Sono passati più di settant’anni. Il 12 gennaio del 1945 a Bramaiano di Bettola (Pc) venivano uccisi, con un colpo di pistola alla nuca sparatogli da un sottufficiale tedesco, venti (il numero oscilla fra i venti ed i ventitrè) partigiani catturati nel corso della seconda fase del rastrellamento invernale. Fra questi i partigiani cremonesi Canevari Giovanni della div. “Val Nure”, originario di Trigolo; Gastaldi Lorenzo e Gilberti Carlo della 142a brigata Garibaldi; Spagnoli Gino della div. Val Nure brigata “Stella Rossa” nato a Gombito.
Nati fra il 1923 ed il 1925, “appartenevano tutti a quella generazione nata e cresciuta sotto il fascismo che aveva saputo sottrarsi alla sua influenza”.
Gastaldi e Gilberti, giovani di Azione Cattolica, erano di città. Una ampia ed articolata descrizione del loro percorso formativo la si trova in un saggio, inedito prossimo alla pubblicazione, di Chiara Somenzi.
Nell’ottobre del 1944, all’arrivo della cartolina precetto i due giovani rifiutarono l’arruolamento fascista e scelsero la Resistenza. Andarono per le colline piacentine aggregandosi al distaccamento partigiano “Paolo Selva” della 142a Brigata Garibaldi con base a Castellana.
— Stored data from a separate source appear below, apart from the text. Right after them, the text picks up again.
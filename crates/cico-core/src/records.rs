//! Attendance portal data model.
//!
//! The portal is loose about types (numbers vs strings, `""` vs `null`), so every
//! optional field is normalized at deserialization time: empty strings and zero
//! durations become `None`.

use serde::{Deserialize, Deserializer};
use serde_json::Value;

/// One check-in/check-out entry.
#[derive(Clone, Debug, Default, PartialEq, Eq, Deserialize)]
#[serde(rename_all = "camelCase")]
pub struct AttendanceRecord {
    #[serde(rename = "checkInDate", default, deserialize_with = "lenient_string")]
    pub date: String,
    #[serde(default, deserialize_with = "lenient_string")]
    pub check_in_time: String,
    #[serde(default, deserialize_with = "lenient_opt_string")]
    pub check_out_time: Option<String>,
    #[serde(
        rename = "workingHour",
        default,
        deserialize_with = "lenient_opt_seconds"
    )]
    pub working_seconds: Option<u64>,
    #[serde(rename = "workReport", default, deserialize_with = "lenient_opt_string")]
    pub work_report: Option<String>,
    #[serde(rename = "checkInImage", default, deserialize_with = "lenient_opt_string")]
    pub check_in_image: Option<String>,
    #[serde(rename = "checkOutImage", default, deserialize_with = "lenient_opt_string")]
    pub check_out_image: Option<String>,
}

/// The logged-in student's profile card.
#[derive(Clone, Debug, Default, PartialEq, Eq, Deserialize)]
#[serde(rename_all = "camelCase")]
pub struct StudentProfile {
    #[serde(default, deserialize_with = "lenient_opt_string")]
    pub user_id: Option<String>,
    #[serde(default, deserialize_with = "lenient_opt_string")]
    pub full_name: Option<String>,
    #[serde(default, deserialize_with = "lenient_opt_string")]
    pub dob: Option<String>,
    #[serde(default, deserialize_with = "lenient_opt_string")]
    pub mobile: Option<String>,
    #[serde(default, deserialize_with = "lenient_opt_string")]
    pub email: Option<String>,
    #[serde(default, deserialize_with = "lenient_opt_string")]
    pub current_course: Option<String>,
    #[serde(default, deserialize_with = "lenient_opt_string")]
    pub apply_for_course: Option<String>,
    #[serde(default)]
    pub course_response: Option<CourseInfo>,
    #[serde(default, deserialize_with = "lenient_opt_string")]
    pub join_date: Option<String>,
    #[serde(default, deserialize_with = "lenient_bool")]
    pub active: bool,
    #[serde(default, deserialize_with = "lenient_opt_string")]
    pub profile_pic: Option<String>,
}

#[derive(Clone, Debug, Default, PartialEq, Eq, Deserialize)]
#[serde(rename_all = "camelCase")]
pub struct CourseInfo {
    #[serde(default, deserialize_with = "lenient_opt_string")]
    pub course_fees: Option<String>,
}

impl StudentProfile {
    pub fn course_fees(&self) -> Option<&str> {
        self.course_response
            .as_ref()
            .and_then(|c| c.course_fees.as_deref())
    }
}

fn value_to_string(v: Value) -> Option<String> {
    match v {
        Value::String(s) if !s.trim().is_empty() => Some(s),
        Value::Number(n) => Some(n.to_string()),
        Value::Bool(b) => Some(b.to_string()),
        _ => None,
    }
}

fn lenient_opt_string<'de, D>(d: D) -> Result<Option<String>, D::Error>
where
    D: Deserializer<'de>,
{
    Ok(value_to_string(Value::deserialize(d)?))
}

fn lenient_string<'de, D>(d: D) -> Result<String, D::Error>
where
    D: Deserializer<'de>,
{
    Ok(value_to_string(Value::deserialize(d)?).unwrap_or_default())
}

fn lenient_bool<'de, D>(d: D) -> Result<bool, D::Error>
where
    D: Deserializer<'de>,
{
    Ok(match Value::deserialize(d)? {
        Value::Bool(b) => b,
        Value::Number(n) => n.as_i64().is_some_and(|n| n != 0),
        Value::String(s) => matches!(s.trim(), "true" | "1"),
        _ => false,
    })
}

fn lenient_opt_seconds<'de, D>(d: D) -> Result<Option<u64>, D::Error>
where
    D: Deserializer<'de>,
{
    let secs = match Value::deserialize(d)? {
        Value::Number(n) => n
            .as_u64()
            .or_else(|| n.as_f64().filter(|f| f.is_finite() && *f > 0.0).map(|f| f as u64)),
        Value::String(s) => s.trim().parse::<f64>().ok().filter(|f| *f > 0.0).map(|f| f as u64),
        _ => None,
    };
    Ok(secs.filter(|s| *s > 0))
}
È questa una frazione di Gropparello (PC), appoggiata alla costa della collina tra la valle del Chero e quella del Vezzeno, attraversata dalla strada che porta a Rustigazzo o a Prato Barbieri e Bettola.
IL 6 gennaio 1945 l’Appennino ligure-emiliano è sommerso dalla neve caduta abbondante durante la notte. È ancora buio quando scatta la seconda fase del grande rastrellamento invernale dalle nostre parti ricordato come quello dei “mongoli” ed il Liguria dei “calmucchi”. Lorenzo Gastaldi, Carlo Gilberti ed i partigiani del distaccamento “Paolo Selva” della 142a brigata Garibaldi si trovano al presidio di Prato Barbieri, strategico luogo dove, nel giro di qualche centinaio di metri e superato il passo Guselli, s’incrociano le strade che collegano fra loro le più meridionali delle valli piacentine. Ancora libere in mano partigiana sono quelle dell’Arda, del Chero, del Vezzeno, del Riglio, del Chiavenna Investita dalla prima parte del rastrellamento la valle del torrente Nure, compreso il capoluogo di Bettola, è già occupata dai nazi-fascisti fin dallo scorso novembre.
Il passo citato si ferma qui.